Front Porch Blog

The “Fox Guarding the Henhouse” cabinet

BREAKING: Scott Pruitt’s confirmation vote to head the EPA goes to the Senate on Wednesday, Feb. 1.

Call your senators today to reject Trump’s energy and environment picks!

>> Find your senators’ direct numbers here.
>> Capitol switchboard: 202-224-3121

Given President-elect Trump’s fossil-fuel-friendly philosophy and dismissive position toward climate science, it’s no surprise that many of his Cabinet appointees take positions that threaten public health, air and water quality, and our natural heritage, and that accelerate climate change.

As a region with astounding biodiversity and natural assets, Appalachia has a particularly large stake in environmental protection. And with the coal industry’s track record of pollution, the environmental and health consequences of fracking, and the encroachment of fracked-gas gas pipelines, effective regulation of polluting industries in Appalachia is critical.

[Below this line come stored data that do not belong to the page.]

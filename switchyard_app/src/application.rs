// Copyright 2025 the Understory Authors
// SPDX-License-Identifier: Apache-2.0 OR MIT

//! The application object: tree, host, and interaction state.

use alloc::vec::Vec;

use kurbo::Point;
use smallvec::SmallVec;
use switchyard_event_state::drag::DragPhase;
use switchyard_event_state::pointer::PointerId;
use switchyard_event_state::throttle::ThrottleHandle;
use switchyard_event_state::tooltip::TooltipChange;
use switchyard_focus::{
    FocusCandidate, FocusCause, FocusTransition, Navigation, NavigationPolicy, ReadingOrderPolicy,
};
use switchyard_responder::dispatcher;
use switchyard_responder::hover::{self, HoverEvent};
use switchyard_responder::reply::Reply;
use switchyard_responder::types::{Dispatch, Outcome, Phase};
use switchyard_tree::{
    Geometry, InterruptedPathPolicy, Tree, WidgetFlags, WidgetId, WidgetPath,
};

use crate::drag_drop::DragDropOperation;
use crate::error::InteractionError;
use crate::event::{CursorIcon, PointerInput, TooltipState, WidgetEvent};
use crate::focus::FocusRequest;
use crate::host::WidgetHost;
use crate::interaction::InteractionState;
use crate::modal::ModalWindowStackEntry;
use crate::popup::PopupStackEntry;
use crate::settings::InputSettings;

/// Where a reply came from, for applying its side effects.
#[derive(Copy, Clone, Debug)]
pub(crate) struct ReplyContext<'a> {
    /// Pointer of the event, if it was a pointer event.
    pub(crate) pointer: Option<PointerId>,
    /// Screen position of the event.
    pub(crate) position: Point,
    /// Path the event was routed along.
    pub(crate) path: &'a WidgetPath,
}

impl<'a> ReplyContext<'a> {
    pub(crate) fn pointer(input: &PointerInput, path: &'a WidgetPath) -> Self {
        Self {
            pointer: Some(input.pointer),
            position: input.position,
            path,
        }
    }

    pub(crate) fn keyboard(path: &'a WidgetPath) -> Self {
        Self {
            pointer: None,
            position: path
                .leaf()
                .map_or(Point::ZERO, |a| a.geometry.screen_rect().center()),
            path,
        }
    }
}

/// What the replies to one delivered event asked for, in aggregate.
#[derive(Copy, Clone, Debug, Default)]
pub(crate) struct Delivery {
    pub(crate) handled: bool,
    pub(crate) focus_requested: bool,
    pub(crate) prevent_throttling: bool,
    pub(crate) end_interaction: bool,
}

/// Route steps for a path, root to leaf.
pub(crate) fn steps(path: &WidgetPath) -> impl Iterator<Item = (WidgetId, Geometry)> + '_ {
    path.widgets().iter().map(|a| (a.widget, a.geometry))
}

/// The input dispatcher.
///
/// Owns the widget [`Tree`], the [`WidgetHost`] that implements widget
/// behavior, and all [`InteractionState`]. Platform input enters through the
/// `process_*` methods; time advances through [`tick`](Self::tick).
pub struct Application<H: WidgetHost> {
    pub(crate) tree: Tree,
    pub(crate) host: H,
    pub(crate) state: InteractionState<H::Payload>,
    pub(crate) settings: InputSettings,
}

impl<H: WidgetHost> core::fmt::Debug for Application<H> {
    fn fmt(&self, f: &mut core::fmt::Formatter<'_>) -> core::fmt::Result {
        f.debug_struct("Application")
            .field("tree", &self.tree)
            .field("settings", &self.settings)
            .field("focus", &self.state.focus.weak_path())
            .field("popups", &self.state.popups.len())
            .field("modals", &self.state.modals.entries().len())
            .finish_non_exhaustive()
    }
}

Appalachian Voices is joining with clean energy advocates, climate activists and public health proponents across the country in urging the Senate to stand for our health and environment and reject these nominees.

Scott Pruitt. Photo by Gage Skidmore.

Scott Pruitt. Photo by Gage Skidmore.


Scott Pruitt, E.P.A. Administrator nominee
Confirmation hearing set for Jan. 18

During his stint for the past seven years as Oklahoma’s Attorney General, Pruitt has sued the EPA no less than 14 times. His goal seems to have been sinking as many federal programs as he could — ozone limits, toxic mercury controls, clean water protections, scenic protections for national parks, to name a few. The favorite target of the staunch climate-denier is anything to do with reducing greenhouse gases.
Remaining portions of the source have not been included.